ADVERTISEMENT
The made-in-India messaging app, Zoho Arattai, has successfully ridden a wave of national interest, reporting a staggering 100x surge in downloads that has momentarily placed it in direct competition with WhatsApp. The app has achieved feature parity with its global rival in most areas, offering everything from audio/video calls to document sharing and channels.
However, a critical security lapse threatens to undermine this rapid ascent: Arattai does not offer end-to-end encryption (E2EE) for its text chats.
The Core Vulnerability
While Zoho has commendably integrated E2EE for its voice and video calls, the same standard has not been applied to the most fundamental part of the application.

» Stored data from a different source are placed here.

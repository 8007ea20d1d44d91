//! Tracing initialisation for the calibration tools.
//!
//! Call [`init_tracing`] once at process startup.
//!
//! # Environment variables
//!
//! | Variable | Effect |
//! |---|---|
//! | `RUST_LOG` | Log filter (default `"info"`). |
//! | `MESHCAL_LOG_FORMAT=json` | Emit newline-delimited JSON logs instead of the compact format. |
//! | `OTEL_EXPORTER_OTLP_ENDPOINT` | OTLP collector base URL. When set, spans are exported over OTLP/HTTP. |
//!
//! # Example
//!
//! ```rust,no_run
//! let _guard = meshcal_runtime::telemetry::init_tracing("meshcal");
//! tracing::info!("calibration tools ready");
//! ```

use opentelemetry::trace::TracerProvider as _;
use opentelemetry_otlp::WithExportConfig;
use opentelemetry_sdk::{Resource, trace::SdkTracerProvider};
use tracing_subscriber::{EnvFilter, Layer, Registry, layer::SubscriberExt, util::SubscriberInitExt};

/// Console log format.
#[derive(Debug, Clone, Copy, PartialEq, Eq)]
pub enum LogFormat {
    Compact,
    Json,
}

impl LogFormat {
    /// Parse a `MESHCAL_LOG_FORMAT` value. Anything but `json` is compact.
    pub fn parse(value: Option<&str>) -> Self {
        match value.map(str::trim) {
            Some(v) if v.eq_ignore_ascii_case("json") => LogFormat::Json,
            _ => LogFormat::Compact,
        }
    }

    pub fn from_env() -> Self {
        Self::parse(std::env::var("MESHCAL_LOG_FORMAT").ok().as_deref())
    }

    fn layer<S>(self) -> Box<dyn Layer<S> + Send + Sync>
    where
        S: tracing::Subscriber + for<'a> tracing_subscriber::registry::LookupSpan<'a>,
    {
        match self {
            LogFormat::Compact => tracing_subscriber::fmt::layer().compact().boxed(),
            LogFormat::Json => tracing_subscriber::fmt::layer().json().boxed(),
        }
    }
}

/// Install the global subscriber: `EnvFilter`, console formatter and, when
/// an OTLP endpoint is configured, the OpenTelemetry layer.
///
/// Hold the returned guard for the lifetime of the process; dropping it
/// flushes pending spans.
pub fn init_tracing(service_name: &str) -> TracerProviderGuard {
    let env_filter = EnvFilter::try_from_default_env().unwrap_or_else(|_| EnvFilter::new("info"));
    let format = LogFormat::from_env();
    let provider = build_provider(service_name);

    let otel_layer = provider
        .as_ref()
        .map(|p| tracing_opentelemetry::layer().with_tracer(p.tracer("meshcal")));

    let result = Registry::default()
        .with(env_filter)
        .with(otel_layer)
        .with(format.layer())
        .try_init();
    if let Err(e) = result {
        eprintln!("[meshcal] tracing already initialised: {e}");
    }

    TracerProviderGuard(provider)
}

/// Shuts the OpenTelemetry provider down on drop.
pub struct TracerProviderGuard(Option<SdkTracerProvider>);

impl TracerProviderGuard {
    /// Whether spans are being exported.
    pub fn is_exporting(&self) -> bool {
        self.0.is_some()
    }
}

impl Drop for TracerProviderGuard {
    fn drop(&mut self) {
        if let Some(provider) = self.0.take() {
            if let Err(e) = provider.shutdown() {
                eprintln!("[meshcal] OpenTelemetry provider shutdown error: {e}");
            }
        }
    }
}

/// `None` when `OTEL_EXPORTER_OTLP_ENDPOINT` is absent or the exporter
/// cannot be built.
fn build_provider(service_name: &str) -> Option<SdkTracerProvider> {
    let endpoint = std::env::var("OTEL_EXPORTER_OTLP_ENDPOINT").ok()?;

    let exporter = opentelemetry_otlp::SpanExporter::builder()
        .with_http()
        .with_endpoint(endpoint)
        .build()
        .map_err(|e| eprintln!("[meshcal] OTLP exporter init failed: {e}"))
        .ok()?;

    let resource = Resource::builder()
        .with_service_name(service_name.to_string())
        .build();

    // Simple exporter: the CLI builds its Tokio runtime after this call.
    Some(
        SdkTracerProvider::builder()
            .with_resource(resource)
            .with_simple_exporter(exporter)
            .build(),
    )
}

#[cfg(test)]
mod tests {
    use super::*;

    #[test]
    fn log_format_parsing() {
        assert_eq!(LogFormat::parse(Some("json")), LogFormat::Json);
        assert_eq!(LogFormat::parse(Some(" JSON ")), LogFormat::Json);
        assert_eq!(LogFormat::parse(Some("pretty")), LogFormat::Compact);
        assert_eq!(LogFormat::parse(None), LogFormat::Compact);
    }

    #[test]
    fn no_provider_without_endpoint() {
        // SAFETY: no other test in this crate reads this variable.
        unsafe { std::env::remove_var("OTEL_EXPORTER_OTLP_ENDPOINT") };
        assert!(build_provider("test-service").is_none());
    }

    #[test]
    fn empty_guard_drops_cleanly() {
        let guard = TracerProviderGuard(None);
        assert!(!guard.is_exporting());
        drop(guard);
    }
}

The company's public stance focuses on data security, noting that information is stored securely within the country and is not shared. This statement, while adhering to data localization norms, is a vastly different proposition from the absolute guarantee of privacy provided by E2EE.
The absence of E2EE means that messages are not scrambled on the sender's device and decrypted only on the recipient's device. Instead, unencrypted or server-encrypted data remains accessible to the application provider—Zoho—or could be intercepted by sophisticated hackers or government agencies if the app’s central servers are compromised.
In 2025, this is not a minor omission; it’s a fundamental security deficit:
Trust Erosion: Modern users, especially those migrating from WhatsApp, Signal, or iMessage, expect E2EE as a default feature. Its absence immediately raises questions about data privacy and the company's commitment to user security.
Data Exposure: Without E2EE, the entire message database is a target. Any breach of Arattai's servers—or even simple access by internal employees—could expose private conversations.
Competitive Disadvantage: When users compare a homegrown app to a global competitor, a key privacy differentiator like E2EE becomes a deciding factor. Arattai's failure to implement it for chats makes it a fundamentally less secure alternative.
Zoho's messaging app has proven it can attract users, but if it hopes to convert temporary interest into lasting adoption and be taken seriously as a secure communications platform, full, transparent end-to-end encryption for text chats is a mandatory fix, not a future upgrade.